Heading out towards the Atlantic at the moment with the swell right on the nose. A little bumpy as a result, but we expected that. Winds picked up more than forecast, but without the foresail we can't expect to make many knots into the wind with just the main out. In about 30 miles more, we can bear away and get some advantage for the final two legs of our journey to Bayona. Crew of three today, watch periods are 4 hours on, 8 hours off. I got my 4 hours in first and now have time to do my blog!

Went provisioning for the week yesterday afternoon to the only supermarket in town where we spent €110 of the victualling budget. Loaded up the trolley bag, picked up the 12 1.68litre bottles of water and headed out in the vain hope of finding a taxi to take us back to the marina. Sods Law stirkes again - Taxi? Nix. Nada. Niente. None. So we slogged it the mile or so back to the boat trailing a hundredweight of groceries (breaking the tow handle of Sticky's bag in the process). My arms were a good few inches longer by the time we got back.  However, I had a great shower in the marina last night before heading out into the town for some beers and Tapas in a little street just off the main square.

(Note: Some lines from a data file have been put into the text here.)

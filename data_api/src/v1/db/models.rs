use chrono::{DateTime, NaiveDate, NaiveTime, Utc};
use shared::access::{AccessRule, TimeWindow};
use shared::geo::Coordinate;
use shared::proximity::LotSite;
use shared::week::DayFilter;
use uuid::Uuid;

#[derive(Debug, sqlx::FromRow, Clone)]
pub struct ParkingLot {
    pub id: Uuid,
    pub name: String,
    pub address: Option<String>,
    pub total_spaces: Option<i32>,
    pub latitude: Option<f64>,
    pub longitude: Option<f64>,
    pub created_at: DateTime<Utc>,
    pub updated_at: DateTime<Utc>,
}

impl LotSite for ParkingLot {
    fn id(&self) -> Uuid {
        self.id
    }

    fn coordinate(&self) -> Option<Coordinate> {
        match (self.latitude, self.longitude) {
            (Some(latitude), Some(longitude)) => Some(Coordinate::new(latitude, longitude)),
            _ => None,
        }
    }
}

/// A lot joined with its most recent snapshot, if any.
#[derive(Debug, sqlx::FromRow, Clone)]
pub struct LotWithAvailability {
    pub id: Uuid,
    pub name: String,
    pub address: Option<String>,
    pub total_spaces: Option<i32>,
    pub latitude: Option<f64>,
    pub longitude: Option<f64>,
    pub created_at: DateTime<Utc>,
    pub updated_at: DateTime<Utc>,
    pub free_spaces: Option<i32>,
    pub occupancy_pct: Option<f64>,
    pub availability_updated_at: Option<DateTime<Utc>>,
}

#[derive(Debug, sqlx::FromRow, Clone)]
pub struct ParkingSnapshot {
    pub id: Uuid,
    pub lot_id: Uuid,
    pub free_spaces: i32,
    pub occupancy_pct: Option<f64>,
    pub collected_at: DateTime<Utc>,
}

#[derive(Debug, sqlx::FromRow, Clone)]
pub struct Building {
    pub id: Uuid,
    pub name: String,
    pub nickname: String,
    pub latitude: f64,
    pub longitude: f64,
}

impl Building {
    pub fn coordinate(&self) -> Coordinate {
        Coordinate::new(self.latitude, self.longitude)
    }
}

#[derive(Debug, sqlx::FromRow, Clone)]
pub struct Classroom {
    pub id: Uuid,
    pub location_string: String,
    pub building_id: Option<Uuid>,
}

#[derive(Debug, sqlx::FromRow, Clone)]
pub struct PermitType {
    pub id: Uuid,
    pub name: String,
    pub description: Option<String>,
}

#[derive(Debug, sqlx::FromRow, Clone)]
pub struct LotAccessRule {
    pub lot_id: Uuid,
    pub permit_id: Uuid,
    pub days_of_week: Option<Vec<i32>>,
    pub access_start: Option<NaiveTime>,
    pub access_end: Option<NaiveTime>,
}

impl LotAccessRule {
    /// The stored row as a core access rule, with NULL columns mapped to
    /// their unrestricted variants.
    pub fn rule(&self) -> AccessRule {
        AccessRule {
            days: DayFilter::from_stored(self.days_of_week.as_deref()),
            window: TimeWindow {
                start: self.access_start,
                end: self.access_end,
            },
        }
    }
}

#[derive(Debug, sqlx::FromRow, Clone)]
pub struct LotBuildingDistance {
    pub lot_id: Uuid,
    pub building_id: Uuid,
    pub distance_miles: f64,
    pub duration_minutes: f64,
}

#[derive(Debug, sqlx::FromRow, Clone)]
pub struct UserSchedule {
    pub id: Uuid,
    pub user_id: Uuid,
    pub name: Option<String>,
    pub created_at: DateTime<Utc>,
    pub updated_at: DateTime<Utc>,
}

#[derive(Debug, sqlx::FromRow, Clone)]
pub struct ScheduleEvent {
    pub id: Uuid,
    pub schedule_id: Uuid,
    pub event_name: String,
    pub classroom_id: Option<Uuid>,
    pub start_time: NaiveTime,
    pub end_time: NaiveTime,
    pub days_of_week: Option<Vec<i32>>,
    pub valid_from: Option<NaiveDate>,
    pub valid_until: Option<NaiveDate>,
}
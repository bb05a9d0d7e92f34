//! Distance resolution and nearest-first ranking of parking lots.
//!
//! Resolution is tiered: precomputed distance rows first (building origins
//! only), then the routing provider, then a great-circle estimate for
//! anything the provider could not answer. Each tier's failure mode can be
//! forced independently in tests.

use crate::geo::{Coordinate, great_circle_miles};
use crate::mapbox::MatrixClient;
use crate::mapbox::matrix::{RouteLeg, TravelProfile};
use std::collections::HashMap;
use std::future::Future;
use uuid::Uuid;

/// Where a proximity query starts: an ad-hoc point, or a building reached
/// through a classroom. Precomputed distances only exist for buildings.
#[derive(Debug, Clone, Copy, PartialEq)]
pub enum PointOfInterest {
    Point(Coordinate),
    Building { id: Uuid, location: Coordinate },
}

impl PointOfInterest {
    pub fn coordinate(&self) -> Coordinate {
        match self {
            Self::Point(coordinate) => *coordinate,
            Self::Building { location, .. } => *location,
        }
    }

    pub fn building_id(&self) -> Option<Uuid> {
        match self {
            Self::Point(_) => None,
            Self::Building { id, .. } => Some(*id),
        }
    }
}

/// Read-only view of a lot, implemented by the persistence row types.
pub trait LotSite {
    fn id(&self) -> Uuid;
    fn coordinate(&self) -> Option<Coordinate>;
}

/// A precomputed (distance, duration) pair for one lot and the origin
/// building.
#[derive(Debug, Clone, Copy, PartialEq)]
pub struct CachedDistance {
    pub distance_miles: f64,
    pub duration_minutes: f64,
}

/// Source of route legs for lots the precomputed table does not cover.
/// Implemented by [`MatrixClient`] and by test stubs.
pub trait RouteSource {
    fn routes(
        &self,
        origin: Coordinate,
        destinations: &[Coordinate],
        profile: TravelProfile,
    ) -> impl Future<Output = Vec<Option<RouteLeg>>> + Send;
}

impl RouteSource for MatrixClient {
    fn routes(
        &self,
        origin: Coordinate,
        destinations: &[Coordinate],
        profile: TravelProfile,
    ) -> impl Future<Output = Vec<Option<RouteLeg>>> + Send {
        self.resolve_routes_lenient(origin, destinations, profile)
    }
}

/// Which tier produced a resolved distance.
#[derive(Debug, Clone, Copy, PartialEq, Eq)]
pub enum DistanceSource {
    Precomputed,
    Routed,
    GreatCircle,
}

#[derive(Debug, Clone)]
pub struct ResolvedDistance<L> {
    pub lot: L,
    pub distance_miles: f64,
    pub duration_minutes: Option<f64>,
    pub source: DistanceSource,
}

/// Resolves a rankable distance for every lot that has a coordinate.
///
/// `cache` holds the precomputed rows for the origin building, keyed by lot
/// id; it is consulted only for building origins. Lots the cache misses go
/// to `router` in one batched pass, and any destination the router leaves
/// unresolved falls back to a great-circle estimate with an unknown
/// duration. Lots without a coordinate are dropped: they cannot be ranked
/// from any origin.
pub async fn rankable_distances<L, R>(
    origin: &PointOfInterest,
    lots: Vec<L>,
    cache: &HashMap<Uuid, CachedDistance>,
    router: &R,
    profile: TravelProfile,
) -> Vec<ResolvedDistance<L>>
where
    L: LotSite,
    R: RouteSource,
{
    let origin_coordinate = origin.coordinate();
    let use_cache = origin.building_id().is_some();

    let mut resolved = Vec::with_capacity(lots.len());
    let mut unresolved: Vec<(L, Coordinate)> = Vec::new();

    for lot in lots {
        let Some(coordinate) = lot.coordinate() else {
            continue;
        };
        if use_cache && let Some(cached) = cache.get(&lot.id()) {
            resolved.push(ResolvedDistance {
                lot,
                distance_miles: cached.distance_miles,
                duration_minutes: Some(cached.duration_minutes),
                source: DistanceSource::Precomputed,
            });
        } else {
            unresolved.push((lot, coordinate));
        }
    }

    if unresolved.is_empty() {
        return resolved;
    }

    let destinations: Vec<Coordinate> = unresolved
        .iter()
        .map(|(_, coordinate)| *coordinate)
        .collect();
    let legs = router
        .routes(origin_coordinate, &destinations, profile)
        .await;

    for ((lot, coordinate), leg) in unresolved.into_iter().zip(legs) {
        match leg {
            Some(leg) => resolved.push(ResolvedDistance {
                lot,
                distance_miles: leg.distance_miles,
                duration_minutes: Some(leg.duration_minutes),
                source: DistanceSource::Routed,
            }),
            None => resolved.push(ResolvedDistance {
                lot,
                distance_miles: great_circle_miles(origin_coordinate, coordinate),
                // Duration is unknown for a straight-line estimate and is
                // never fabricated.
                duration_minutes: None,
                source: DistanceSource::GreatCircle,
            }),
        }
    }

    resolved
}

/// Nearest-first ordering. The sort is stable: lots at equal distance keep
/// their relative order from the resolved input. Duration is carried through
/// for display and never used as a sort key.
pub fn rank<L>(mut resolved: Vec<ResolvedDistance<L>>) -> Vec<ResolvedDistance<L>> {
    resolved.sort_by(|a, b| a.distance_miles.total_cmp(&b.distance_miles));
    resolved
}
use shared::error::InitializationError;
use shared::mapbox::MatrixError;
use thiserror::Error;

#[derive(Debug, Error)]
pub enum UpdaterError {
    #[error(transparent)]
    Init(#[from] InitializationError),
    #[error("database error: {0}")]
    Db(#[from] sqlx::Error),
    #[error(transparent)]
    Matrix(#[from] MatrixError),
}
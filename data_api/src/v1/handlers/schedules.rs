use crate::v1::AppState;
use crate::v1::api_models::{ScheduleResponse, ScheduleUpload};
use crate::v1::db::queries::{
    QueryError, delete_schedule_by_user, find_building_id_by_name, get_classroom_by_location,
    get_schedule_by_user, get_schedule_events, insert_classroom, insert_schedule,
    insert_schedule_event,
};
use crate::v1::error::ApiError;
use axum::extract::{Path, State};
use axum::http::StatusCode;
use axum::{Json, response::IntoResponse};
use shared::schedule::{extract_building_name, normalize_events};
use sqlx::{Postgres, Transaction};
use std::collections::HashMap;
use tracing::info;
use uuid::Uuid;

pub async fn get_user_schedule(
    State(state): State<AppState>,
    Path(user_id): Path<Uuid>,
) -> Result<Json<ScheduleResponse>, ApiError> {
    let schedule = get_schedule_by_user(&state.pool, user_id)
        .await?
        .ok_or(ApiError::ScheduleNotFound)?;
    let events = get_schedule_events(&state.pool, schedule.id).await?;
    Ok(Json(ScheduleResponse::new(schedule, events)))
}

/// Replaces the user's schedule with the uploaded events.
///
/// Events arrive already parsed by the external calendar producer and are
/// normalized here. A location that cannot be matched to a building keeps
/// its event with an unresolved building; nothing in the upload fails for
/// that.
pub async fn put_user_schedule(
    State(state): State<AppState>,
    Path(user_id): Path<Uuid>,
    Json(upload): Json<ScheduleUpload>,
) -> Result<impl IntoResponse, ApiError> {
    let normalized = normalize_events(upload.events);

    let mut tx = state.pool.begin().await.map_err(QueryError::from)?;

    // Full replace: the cascade removes the previous schedule's events.
    delete_schedule_by_user(tx.as_mut(), user_id).await?;
    let schedule_id = insert_schedule(tx.as_mut(), user_id, upload.name.as_deref()).await?;

    // Classrooms repeat across events within one upload; resolve each
    // location string once.
    let mut classrooms: HashMap<String, Uuid> = HashMap::new();
    for event in &normalized {
        let classroom_id = match &event.location {
            Some(location) => Some(ensure_classroom(&mut tx, &mut classrooms, location).await?),
            None => None,
        };
        insert_schedule_event(tx.as_mut(), schedule_id, event, classroom_id).await?;
    }

    tx.commit().await.map_err(QueryError::from)?;

    let schedule = get_schedule_by_user(&state.pool, user_id)
        .await?
        .ok_or(ApiError::ScheduleNotFound)?;
    let events = get_schedule_events(&state.pool, schedule.id).await?;
    Ok((
        StatusCode::CREATED,
        Json(ScheduleResponse::new(schedule, events)),
    ))
}

pub async fn delete_user_schedule(
    State(state): State<AppState>,
    Path(user_id): Path<Uuid>,
) -> Result<StatusCode, ApiError> {
    let deleted = delete_schedule_by_user(&state.pool, user_id).await?;
    if deleted == 0 {
        return Err(ApiError::ScheduleNotFound);
    }
    Ok(StatusCode::NO_CONTENT)
}

/// Returns the classroom for a location string, creating it if needed. A
/// location that does not match a known building still gets a classroom; the
/// miss is logged and the building reference stays null.
async fn ensure_classroom(
    tx: &mut Transaction<'_, Postgres>,
    classrooms: &mut HashMap<String, Uuid>,
    location: &str,
) -> Result<Uuid, QueryError> {
    if let Some(id) = classrooms.get(location) {
        return Ok(*id);
    }

    let id = match get_classroom_by_location(tx.as_mut(), location).await? {
        Some(classroom) => classroom.id,
        None => {
            let building_id = match extract_building_name(location) {
                Some(name) => {
                    let found = find_building_id_by_name(tx.as_mut(), name).await?;
                    if found.is_none() {
                        info!(building = name, location, "no building matches this location");
                    }
                    found
                }
                None => {
                    info!(location, "could not extract a building name from location");
                    None
                }
            };
            insert_classroom(tx.as_mut(), location, building_id).await?
        }
    };

    classrooms.insert(location.to_string(), id);
    Ok(id)
}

Talking to a couple in the marina who are keeping their boat there for the winter, I found out that the marina charges in la Coruna are far cheaper thath the UK. Not a bad starting and stopping off point for the season. Worth exploring some more, particularly if Spain drops out of the Eurozone and the pound strengthens against the Peseta. There is an airport 10 minutes away with direct flights to London, or Santander is not that far away with regular ferry links to Plymouth. 

I heard an alarm go off on board at 6:00 local time this morning (5am UK time) and there was no getting back to sleep, so I got up and did the passage plan and pilotage plans for the day's sailing. we are aiming to do 130 miles today and should arrive in Bayona in the morning in Daylight to collect two new crew and then straight out towards The Atlantic (keeping 50 miles offshore at all times) and round cape St Vincent, turning east towards cape Trafalgar and the pillars of Hercules before entering the Mediterranean.

A Spanish naval vessel appeared on our starboard quarter and passed us by in the last few minutes - I looked for it on the chartplotter  to see which one it was, but they don't transmit any AIS signal. Sneaky!

A new issue has cropped up today, we are monitoring the level of water in the bilges, checking every two hours and counting the seconds required to pump out dry. Currently about 10 seconds per pump session. We have had the floor panels up trying to find out where the water ingress comes from, but so far have found nothing obvious. The forestay is wobbling around all over the place and we have put a secondary stay in place in the form of the spinnaker halyard as a precaution. That should get us there in one piece.